Though secure in its role as a leading art museum in the world, The Whitney Museum of never rests on its vast garden of laurels.
With the art landscape fundamentally altered during the deepest portions of the ongoing COVID-19 pandemic, the Whitney has weathered on, celebrating this year, once again, its annual Studio Party and latest survey of American art, Whitney Biennial 2022: Quiet as It’s Kept.
This endlessly dynamic museum, now a fixture in its Meatpacking District location, has drawn crowds back with health-conscious policies along with the groundbreaking art included in its survey.
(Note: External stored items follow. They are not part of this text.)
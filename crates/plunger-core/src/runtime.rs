//! Runtime driver
//!
//! The runtime owns the machine and the single-threaded task pool. Nothing
//! moves time forward except the runtime: in virtual mode through
//! `advance_to`, in real-time mode by sampling the wall clock once per tick.
//! Between every step the runtime settles: it runs ready tasks and applies
//! asynchronous device replies until no more work is produced, so an event has
//! fully rippled through before time moves again.

use crate::config::MachineConfig;
use crate::machine::Machine;
use crate::tasks::MachineHandle;
use crate::time::{ClockMode, Time};
use crate::transport::{NullTransport, Transport};
use crate::{Error, Result, SwitchId};
use futures::executor::LocalPool;
use std::cell::RefCell;
use std::rc::Rc;
use std::time::{Duration, Instant};
use tracing::{debug, info, trace};

/// Owner of a machine and its task pool
pub struct Runtime {
    pub(crate) machine: Rc<RefCell<Machine>>,
    pool: LocalPool,
}

impl Runtime {
    /// Create a runtime
    ///
    /// # Panics
    ///
    /// Panics if `config` fails `MachineConfig::validate`, e.g. when two
    /// actuators share a key.
    pub fn new(config: MachineConfig, transport: impl Transport + 'static, mode: ClockMode) -> Self {
        if let Err(e) = config.validate() {
            panic!("invalid machine configuration: {}", e);
        }
        let pool = LocalPool::new();
        let machine = Machine::new(config, Box::new(transport), mode, pool.spawner());
        let mut runtime = Self {
            machine: Rc::new(RefCell::new(machine)),
            pool,
        };
        runtime.settle();
        runtime
    }

    /// Runtime whose clock only moves through `advance_to`
    pub fn virtual_time(config: MachineConfig, transport: impl Transport + 'static) -> Self {
        Self::new(config, transport, ClockMode::Virtual)
    }

    /// Runtime following the wall clock
    pub fn realtime(config: MachineConfig, transport: impl Transport + 'static) -> Self {
        Self::new(config, transport, ClockMode::RealTime)
    }

    /// Virtual-time runtime with no switches, no actuators and a null transport
    pub fn headless() -> Self {
        Self::virtual_time(MachineConfig::default(), NullTransport)
    }

    /// Run `f` with the machine, then settle
    ///
    /// # Panics
    ///
    /// Panics if called from inside a handler or task that already holds the
    /// machine; tasks go through a `MachineHandle` instead.
    pub fn with<R>(&mut self, f: impl FnOnce(&mut Machine) -> R) -> R {
        let out = f(&mut self.machine.borrow_mut());
        self.settle();
        out
    }

    /// Weak handle for tasks
    pub fn handle(&self) -> MachineHandle {
        MachineHandle(Rc::downgrade(&self.machine))
    }

    pub fn now(&self) -> Time {
        self.machine.borrow().now()
    }

    /// Run ready tasks and apply device replies until nothing changes
    pub fn settle(&mut self) {
        loop {
            self.pool.run_until_stalled();
            let mut machine = self.machine.borrow_mut();
            let applied = machine.apply_completions();
            let granted = machine.grant_turn();
            drop(machine);
            if applied == 0 && !granted {
                break;
            }
            trace!(applied, granted, "settle pass");
        }
    }

    /// Fire every timer due up to `t` in order, settling after each, then
    /// move the clock to `t`
    ///
    /// Timers scheduled while draining are honored if they fall within `t`.
    pub fn advance_to(&mut self, t: Time) -> Result<()> {
        let now = {
            let machine = self.machine.borrow();
            if !machine.clock().is_virtual() {
                return Err(Error::NotVirtual);
            }
            machine.now()
        };
        if t < now {
            return Err(Error::TimeTravel { now, target: t });
        }
        self.drain(t);
        Ok(())
    }

    pub fn advance_by(&mut self, ms: Time) -> Result<()> {
        let target = self.now() + ms;
        self.advance_to(target)
    }

    fn drain(&mut self, until: Time) {
        self.settle();
        loop {
            let fired = self.machine.borrow_mut().fire_next_due(until);
            if !fired {
                break;
            }
            self.settle();
        }
        self.machine.borrow_mut().set_time(until);
        self.settle();
    }

    /// Report a switch transition from the sensing collaborator, then settle
    pub fn feed_switch(&mut self, id: &SwitchId, closed: bool) -> Result<bool> {
        let changed = self.machine.borrow_mut().feed_switch(id, closed)?;
        self.settle();
        Ok(changed)
    }

    /// One real-time step: sample the wall clock and drain up to it
    pub fn tick_realtime(&mut self) -> Result<Time> {
        let target = {
            let machine = self.machine.borrow();
            if machine.clock().is_virtual() {
                return Err(Error::Config("tick_realtime on a virtual clock".into()));
            }
            machine.clock().wall_elapsed().max(machine.now())
        };
        self.drain(target);
        Ok(target)
    }

    /// Tick in real time for `duration`, sleeping `tick_ms` between ticks
    pub fn run_realtime(&mut self, duration: Duration) -> Result<()> {
        let tick = Duration::from_millis(self.machine.borrow().config().tick_ms);
        let deadline = Instant::now() + duration;
        info!(?duration, ?tick, "running in real time");
        while Instant::now() < deadline {
            self.tick_realtime()?;
            std::thread::sleep(tick);
        }
        Ok(())
    }

    /// End the root node, dropping every behavior, and settle
    pub fn shutdown(&mut self) {
        let root = self.machine.borrow().root();
        self.with(|m| m.end(root));
        debug!("runtime shut down");
    }
}

#[cfg(test)]
mod tests {
    use super::*;
    use crate::event::on;
    use crate::testing::Recorder;
    use crate::tree::Phase;
    use crate::{FieldRef, Value};

    #[test]
    fn test_advance_publishes_time() {
        let mut rt = Runtime::headless();
        let events = Recorder::attach(&rt);
        rt.advance_to(25).unwrap();
        assert_eq!(rt.now(), 25);
        let times = events.matching(on::change(FieldRef::clock()));
        assert_eq!(times.len(), 1);
        assert_eq!(rt.with(|m| m.peek(&FieldRef::clock()).cloned()), Some(Value::Int(25)));
    }

    #[test]
    fn test_time_travel_rejected() {
        let mut rt = Runtime::headless();
        rt.advance_to(10).unwrap();
        assert!(matches!(
            rt.advance_to(5),
            Err(Error::TimeTravel { now: 10, target: 5 })
        ));
        rt.advance_to(10).unwrap();
    }

    #[test]
    fn test_realtime_refuses_advance() {
        let mut rt = Runtime::realtime(MachineConfig::default(), NullTransport);
        assert!(matches!(rt.advance_to(10), Err(Error::NotVirtual)));
        assert!(rt.tick_realtime().is_ok());
    }

    #[test]
    fn test_timer_scheduled_while_draining_runs_in_window() {
        let mut rt = Runtime::headless();
        let log = Rc::new(RefCell::new(Vec::new()));
        let l = log.clone();
        rt.with(|m| {
            m.call_in(10, "first", move |m| {
                l.borrow_mut().push(m.now());
                let l = l.clone();
                m.call_in(5, "second", move |m| {
                    l.borrow_mut().push(m.now());
                    Ok(())
                });
                Ok(())
            });
        });
        rt.advance_to(20).unwrap();
        assert_eq!(*log.borrow(), vec![10, 15]);
    }

    #[test]
    #[should_panic(expected = "invalid machine configuration")]
    fn test_duplicate_actuator_rejected() {
        let config = MachineConfig::default()
            .with_actuator(crate::ActuatorConfig::plain("gi", true))
            .with_actuator(crate::ActuatorConfig::plain("gi", false));
        Runtime::virtual_time(config, NullTransport);
    }

    #[test]
    fn test_shutdown_ends_root() {
        let mut rt = Runtime::headless();
        rt.shutdown();
        assert_eq!(rt.with(|m| m.phase(m.root())), Phase::Ended);
    }
}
The Biennial has become an institution in itself, having been curated on behalf of The Whitney since 1932. For 2022, the Biennial is a communal effort, with almost every aspect crowdsourced and sensitively curated with respect to the physical and psychological boundaries presented by a pandemic.
Whitney Biennial 2022: Quiet as It’s Kept is co-organized by David Breslin, DeMartini Family Curator and Director of Curatorial Initiatives, and Adrienne Edwards, Engell Speyer Family Curator and Director of Curatorial Affairs, with Mia Matthias, and Almeida Baroja supporting this grand effort.
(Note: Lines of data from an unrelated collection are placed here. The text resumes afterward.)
impl Machine {
    /// The machine's root node, started at construction
    pub fn root(&self) -> NodeId {
        self.root
    }

    pub fn node(&self, id: NodeId) -> Option<&Node> {
        self.nodes.get(&id)
    }

    pub(crate) fn node_ref(&self, id: NodeId) -> &Node {
        match self.nodes.get(&id) {
            Some(node) => node,
            None => panic!("unknown node {}", id),
        }
    }

    pub(crate) fn node_mut(&mut self, id: NodeId) -> &mut Node {
        match self.nodes.get_mut(&id) {
            Some(node) => node,
            None => panic!("unknown node {}", id),
        }
    }

    fn assert_not_ended(&self, id: NodeId, what: &str) {
        let node = self.node_ref(id);
        assert!(
            !node.is_ended(),
            "{} on ended node {} ({})",
            what,
            id,
            node.name
        );
    }

    pub fn phase(&self, id: NodeId) -> Phase {
        self.node_ref(id).phase
    }

    /// Create a detached node in the Created phase
    pub fn create_node(&mut self, spec: impl Into<NodeSpec>) -> NodeId {
        self.next_node += 1;
        let id = NodeId(self.next_node);
        let spec = spec.into();
        trace!(node = %id, name = %spec.name, "node created");
        self.nodes.insert(id, Node::new(id, spec));
        id
    }

    /// Attach a permanent child; children keep insertion order
    pub fn add_child(&mut self, parent: NodeId, child: NodeId) {
        self.link(parent, child, None);
    }

    /// Attach a temporary child, ordered among its temporary siblings by
    /// `priority` (stable for equal priorities)
    pub fn attach(&mut self, parent: NodeId, child: NodeId, priority: i64) {
        self.link(parent, child, Some(priority));
    }

    fn link(&mut self, parent: NodeId, child: NodeId, priority: Option<i64>) {
        assert_ne!(parent, child, "cannot attach {} to itself", child);
        self.assert_not_ended(parent, "attach");
        assert!(
            !matches!(self.node_ref(parent).phase, Phase::Ending),
            "attach to ending node {}",
            parent
        );
        let incoming = self.node_ref(child);
        assert!(
            matches!(incoming.phase, Phase::Created | Phase::Started),
            "cannot attach {} ({}) in phase {:?}",
            child,
            incoming.name,
            incoming.phase
        );
        assert!(
            incoming.parent.is_none(),
            "{} ({}) already has a parent",
            child,
            incoming.name
        );
        assert!(
            !self.is_in_subtree(child, parent),
            "cannot attach {} under its own descendant {}",
            child,
            parent
        );
        self.assert_exclusive_free(parent, child);

        let node = self.node_mut(parent);
        match priority {
            None => node.children.push(child),
            Some(p) => {
                let pos = node.temporary.partition_point(|(q, _)| *q <= p);
                node.temporary.insert(pos, (p, child));
            }
        }
        self.node_mut(child).parent = Some(parent);
        debug!(%parent, %child, ?priority, "child attached");
        self.emit(EventKind::TreeChanged {
            parent,
            child,
            change: TreeChange::Attached,
        });
        if self.node_ref(parent).phase == Phase::Started {
            self.start(child);
        }
    }

    fn assert_exclusive_free(&self, parent: NodeId, child: NodeId) {
        let incoming: Vec<(NodeId, i64)> = self
            .subtree(child)
            .into_iter()
            .filter_map(|id| self.node_ref(id).exclusive.map(|p| (id, p)))
            .collect();
        if incoming.is_empty() {
            return;
        }
        for id in self.subtree(self.root_of(parent)) {
            let node = self.node_ref(id);
            if node.is_ended() {
                continue;
            }
            if let Some(held) = node.exclusive {
                if let Some((claimant, _)) = incoming.iter().find(|(_, p)| *p == held) {
                    panic!(
                        "exclusive priority {} is held by {} ({}); cannot attach {}",
                        held, id, node.name, claimant
                    );
                }
            }
        }
    }

    /// Start a node and, recursively, its children
    pub fn start(&mut self, id: NodeId) {
        if self.node_ref(id).phase != Phase::Created {
            return;
        }
        self.node_mut(id).phase = Phase::Started;
        info!(node = %id, name = %self.node_ref(id).name, "node started");
        self.emit(EventKind::NodeStarted { node: id });
        for child in self.node_ref(id).child_ids() {
            self.start(child);
        }
    }

    /// End a node: children first, then detach and release everything it owns
    ///
    /// Ending an ending or ended node does nothing.
    pub fn end(&mut self, id: NodeId) {
        if matches!(self.node_ref(id).phase, Phase::Ending | Phase::Ended) {
            return;
        }
        self.node_mut(id).phase = Phase::Ending;
        self.emit(EventKind::NodeEnding { node: id });
        for child in self.node_ref(id).child_ids() {
            self.end(child);
        }

        let node = self.node_mut(id);
        node.phase = Phase::Ended;
        for listener in node.listeners.drain(..) {
            listener.active.set(false);
        }
        let subscriptions = std::mem::take(&mut node.subscriptions);
        node.outputs = None;
        let parent = node.parent.take();
        for sub in subscriptions {
            self.bus.cancel(sub);
        }
        let timers = self.scheduler.cancel_owned_by(id);
        info!(node = %id, name = %self.node_ref(id).name, timers, "node ended");

        if let Some(parent) = parent {
            let p = self.node_mut(parent);
            p.children.retain(|c| *c != id);
            p.temporary.retain(|(_, c)| *c != id);
            self.emit(EventKind::TreeChanged {
                parent,
                child: id,
                change: TreeChange::Detached,
            });
        }
        self.emit(EventKind::NodeEnded { node: id });
    }

    /// Register a listener that lives as long as the node
    ///
    /// It sees events after the node's descendants and output reactions.
    pub fn listen(
        &mut self,
        node: NodeId,
        predicate: impl Fn(&Event) -> bool + 'static,
        handler: impl Fn(&mut Machine, &Event) -> Result<Flow> + 'static,
    ) -> SubscriptionId {
        self.assert_not_ended(node, "listen");
        self.next_listener += 1;
        let id = SubscriptionId(self.next_listener);
        self.node_mut(node).listeners.push(LocalListener {
            id,
            predicate: Rc::new(predicate),
            handler: Rc::new(handler),
            active: Rc::new(Cell::new(true)),
        });
        id
    }

    /// Remove a node-local listener
    pub fn unlisten(&mut self, node: NodeId, id: SubscriptionId) -> bool {
        let listeners = &mut self.node_mut(node).listeners;
        match listeners.iter().position(|l| l.id == id) {
            Some(pos) => {
                listeners.remove(pos).active.set(false);
                true
            }
            None => false,
        }
    }

    /// Run `body` now and again on every matching event while the node lives
    pub fn watch(
        &mut self,
        node: NodeId,
        predicate: impl Fn(&Event) -> bool + 'static,
        body: impl Fn(&mut Machine) -> Result<()> + 'static,
    ) -> Result<SubscriptionId> {
        body(self)?;
        Ok(self.listen(node, predicate, move |m, _| {
            body(m)?;
            Ok(Flow::Keep)
        }))
    }

    /// Bus subscription cancelled when the node ends
    ///
    /// Unlike `listen`, it also sees events while the node is detached.
    pub fn subscribe_scoped(
        &mut self,
        node: NodeId,
        predicate: impl Fn(&Event) -> bool + 'static,
        handler: impl Fn(&mut Machine, &Event) -> Result<Flow> + 'static,
    ) -> SubscriptionId {
        self.assert_not_ended(node, "subscribe");
        let id = self.bus.subscribe(predicate, handler);
        self.node_mut(node).subscriptions.push(id);
        id
    }

    /// Timer owned by a node; cancelled when the node ends
    pub fn call_in_for(
        &mut self,
        node: NodeId,
        delay: Time,
        label: impl Into<String>,
        callback: impl FnMut(&mut Machine) -> Result<()> + 'static,
    ) -> TimerId {
        self.assert_not_ended(node, "schedule");
        let at = self.now() + delay;
        self.scheduler
            .schedule(at, label, None, Some(node), Box::new(callback))
    }

    /// Topmost ancestor of a node
    pub fn root_of(&self, id: NodeId) -> NodeId {
        let mut current = id;
        while let Some(parent) = self.node_ref(current).parent {
            current = parent;
        }
        current
    }

    /// Parent chain, nearest first
    pub fn ancestors(&self, id: NodeId) -> Vec<NodeId> {
        let mut out = Vec::new();
        let mut current = self.node_ref(id).parent;
        while let Some(parent) = current {
            out.push(parent);
            current = self.node_ref(parent).parent;
        }
        out
    }

    /// Node and all its descendants, pre-order, in dispatch order among siblings
    pub fn subtree(&self, id: NodeId) -> Vec<NodeId> {
        let mut out = Vec::new();
        let mut stack = vec![id];
        while let Some(current) = stack.pop() {
            out.push(current);
            let children = self.node_ref(current).child_ids();
            stack.extend(children.into_iter().rev());
        }
        out
    }

    pub fn descendants(&self, id: NodeId) -> Vec<NodeId> {
        let mut all = self.subtree(id);
        all.remove(0);
        all
    }

    /// Whether `id` is `ancestor` or one of its descendants
    pub fn is_in_subtree(&self, ancestor: NodeId, id: NodeId) -> bool {
        let mut current = Some(id);
        while let Some(n) = current {
            if n == ancestor {
                return true;
            }
            current = self.node_ref(n).parent;
        }
        false
    }

    /// Deliver an event to a node: descendants first, then output reactions,
    /// then the node's own listeners
    pub(crate) fn dispatch(&mut self, id: NodeId, event: &Event) {
        if !self.node_ref(id).is_live() {
            return;
        }
        for child in self.node_ref(id).child_ids() {
            self.dispatch(child, event);
        }
        if !self.node_ref(id).is_live() {
            return;
        }
        self.react_outputs(id, event);

        let listeners = self.node_ref(id).listeners.clone();
        for listener in listeners {
            if !self.node_ref(id).is_live() {
                break;
            }
            if !listener.active.get() || !(listener.predicate)(event) {
                continue;
            }
            match (listener.handler)(self, event) {
                Ok(Flow::Keep) => {}
                Ok(Flow::Remove) => {
                    self.unlisten(id, listener.id);
                }
                Ok(Flow::Pending(work)) => {
                    let label = format!("{} listener {}", id, listener.id.0);
                    self.spawn_task(label, pending_removal(work, listener.active.clone()));
                }
                Err(e) => {
                    error!(node = %id, listener = listener.id.0, seq = event.seq, error = %e, "node listener failed");
                }
            }
        }
        let node = self.node_mut(id);
        node.listeners.retain(|l| l.active.get());
    }
}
What will strike viewers is how intergenerational and interdisciplinary this exhibition is, sixty-three artists and collectives. The spaces of the Biennial contrast significantly, acknowledging the acute polarity of our society. One floor is a labyrinth, a dark space of containment; another is a clearing, open and light filled.
The Biennial is exciting because it is so of the time. In its eightieth iteration, the Biennial continues to function as an ongoing experiment, where it must be encountered by today’s population. That includes the interactions with the work, intentionally or not. Modern education, domesticity and global birthplaces define this year’s Whitney Biennial output.
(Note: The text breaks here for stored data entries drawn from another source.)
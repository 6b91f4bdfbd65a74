//! Resolved-output traces
//!
//! A trace is the sequence of root-level resolved output changes, stamped with
//! machine time. Two replays of the same recording against the same
//! configuration produce identical traces.

use plunger_core::{EventKind, Flow, OutputKey, Runtime, SubscriptionId, Time, Value};
use serde::{Deserialize, Serialize};
use std::cell::RefCell;
use std::collections::BTreeSet;
use std::fmt;
use std::rc::Rc;

/// One resolved output change at the machine root
#[derive(Debug, Clone, PartialEq, Serialize, Deserialize)]
pub struct TraceEntry {
    pub at: Time,
    pub key: OutputKey,
    /// `None` when no node has an opinion
    pub value: Option<Value>,
}

impl fmt::Display for TraceEntry {
    fn fmt(&self, f: &mut fmt::Formatter<'_>) -> fmt::Result {
        match &self.value {
            Some(value) => write!(f, "{:>8} {} = {}", self.at, self.key, value),
            None => write!(f, "{:>8} {} = -", self.at, self.key),
        }
    }
}

/// Live capture of root output changes
pub struct OutputTrace {
    entries: Rc<RefCell<Vec<TraceEntry>>>,
    subscription: SubscriptionId,
}

impl OutputTrace {
    pub fn attach(runtime: &mut Runtime) -> Self {
        let entries = Rc::new(RefCell::new(Vec::new()));
        let sink = entries.clone();
        let subscription = runtime.with(|m| {
            let root = m.root();
            m.subscribe(
                move |e| matches!(&e.kind, EventKind::OutputChanged { node, .. } if *node == root),
                move |_, event| {
                    if let EventKind::OutputChanged { key, value, .. } = &event.kind {
                        sink.borrow_mut().push(TraceEntry {
                            at: event.at,
                            key: key.clone(),
                            value: value.clone(),
                        });
                    }
                    Ok(Flow::Keep)
                },
            )
        });
        Self {
            entries,
            subscription,
        }
    }

    pub fn entries(&self) -> Vec<TraceEntry> {
        self.entries.borrow().clone()
    }

    pub fn len(&self) -> usize {
        self.entries.borrow().len()
    }

    pub fn is_empty(&self) -> bool {
        self.entries.borrow().is_empty()
    }

    /// Stop capturing and return what was seen
    pub fn finish(self, runtime: &mut Runtime) -> Trace {
        runtime.with(|m| m.unsubscribe(self.subscription));
        Trace {
            entries: self.entries.borrow().clone(),
        }
    }
}

/// Completed trace
#[derive(Debug, Clone, Default, PartialEq, Serialize, Deserialize)]
pub struct Trace {
    pub entries: Vec<TraceEntry>,
}

impl Trace {
    pub fn len(&self) -> usize {
        self.entries.len()
    }

    pub fn is_empty(&self) -> bool {
        self.entries.is_empty()
    }

    /// Changes of one key, in order
    pub fn for_key<'a>(&'a self, key: &'a OutputKey) -> impl Iterator<Item = &'a TraceEntry> + 'a {
        self.entries.iter().filter(move |e| &e.key == key)
    }

    /// Keys that changed at least once
    pub fn keys(&self) -> BTreeSet<&OutputKey> {
        self.entries.iter().map(|e| &e.key).collect()
    }

    /// Index of the first entry where two traces disagree
    pub fn first_divergence(&self, other: &Trace) -> Option<usize> {
        let shared = self.entries.len().min(other.entries.len());
        (0..shared)
            .find(|&i| self.entries[i] != other.entries[i])
            .or_else(|| (self.entries.len() != other.entries.len()).then_some(shared))
    }
}

#[cfg(test)]
mod tests {
    use super::*;
    use plunger_core::{ActuatorConfig, MachineConfig, NullTransport, OutputBindings};

    #[test]
    fn test_captures_only_root_changes() {
        let config = MachineConfig::default().with_actuator(ActuatorConfig::plain("gi", false));
        let mut rt = Runtime::virtual_time(config, NullTransport);
        let trace = OutputTrace::attach(&mut rt);
        rt.advance_to(7).unwrap();
        rt.with(|m| {
            let root = m.root();
            let game = m.create_node("game");
            let inner = m.create_node("inner");
            m.bind_outputs(game, OutputBindings::new().constant("gi", true));
            m.bind_outputs(inner, OutputBindings::new().constant("gi", true));
            m.add_child(game, inner);
            m.attach(root, game, 0);
        });
        let trace = trace.finish(&mut rt);
        assert_eq!(
            trace.entries,
            vec![TraceEntry {
                at: 7,
                key: OutputKey::new("gi"),
                value: Some(Value::Bool(true)),
            }]
        );
        assert_eq!(trace.entries[0].to_string(), "       7 gi = true");
    }

    #[test]
    fn test_first_divergence() {
        let entry = |at| TraceEntry {
            at,
            key: OutputKey::new("gi"),
            value: Some(Value::Bool(true)),
        };
        let a = Trace {
            entries: vec![entry(1), entry(2)],
        };
        let b = Trace {
            entries: vec![entry(1), entry(3)],
        };
        let c = Trace {
            entries: vec![entry(1)],
        };
        assert_eq!(a.first_divergence(&a.clone()), None);
        assert_eq!(a.first_divergence(&b), Some(1));
        assert_eq!(a.first_divergence(&c), Some(1));
    }
}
Of course, none of the Whitney Biennial (or any of the exhibitions) can happen without support. Returning for in-person experience, the Whitney Museum of American Art Gala celebrated Thelma Golden, the director of the Studio Museum in Harlem, Susan Hess, a distinguished Whitney trustee, and artist Glenn Ligon.
Attendees included Seth Meyers and Karlie Kloss, artists Maurizio Cattelan, Rashid Johnson, and Jeff Koons. Guests including Derek Fordjour, Ivy Getty, Julie Mehretu, Adam Pendleton, and Kennedy Yanko made their way to nearby Genesis House for an after party featuring three floors of entertainment space, including a particularly bouncy set by DJ Aku in the downstairs club and a relaxing library-like atmosphere in the upstairs restaurant, curated by Onjium.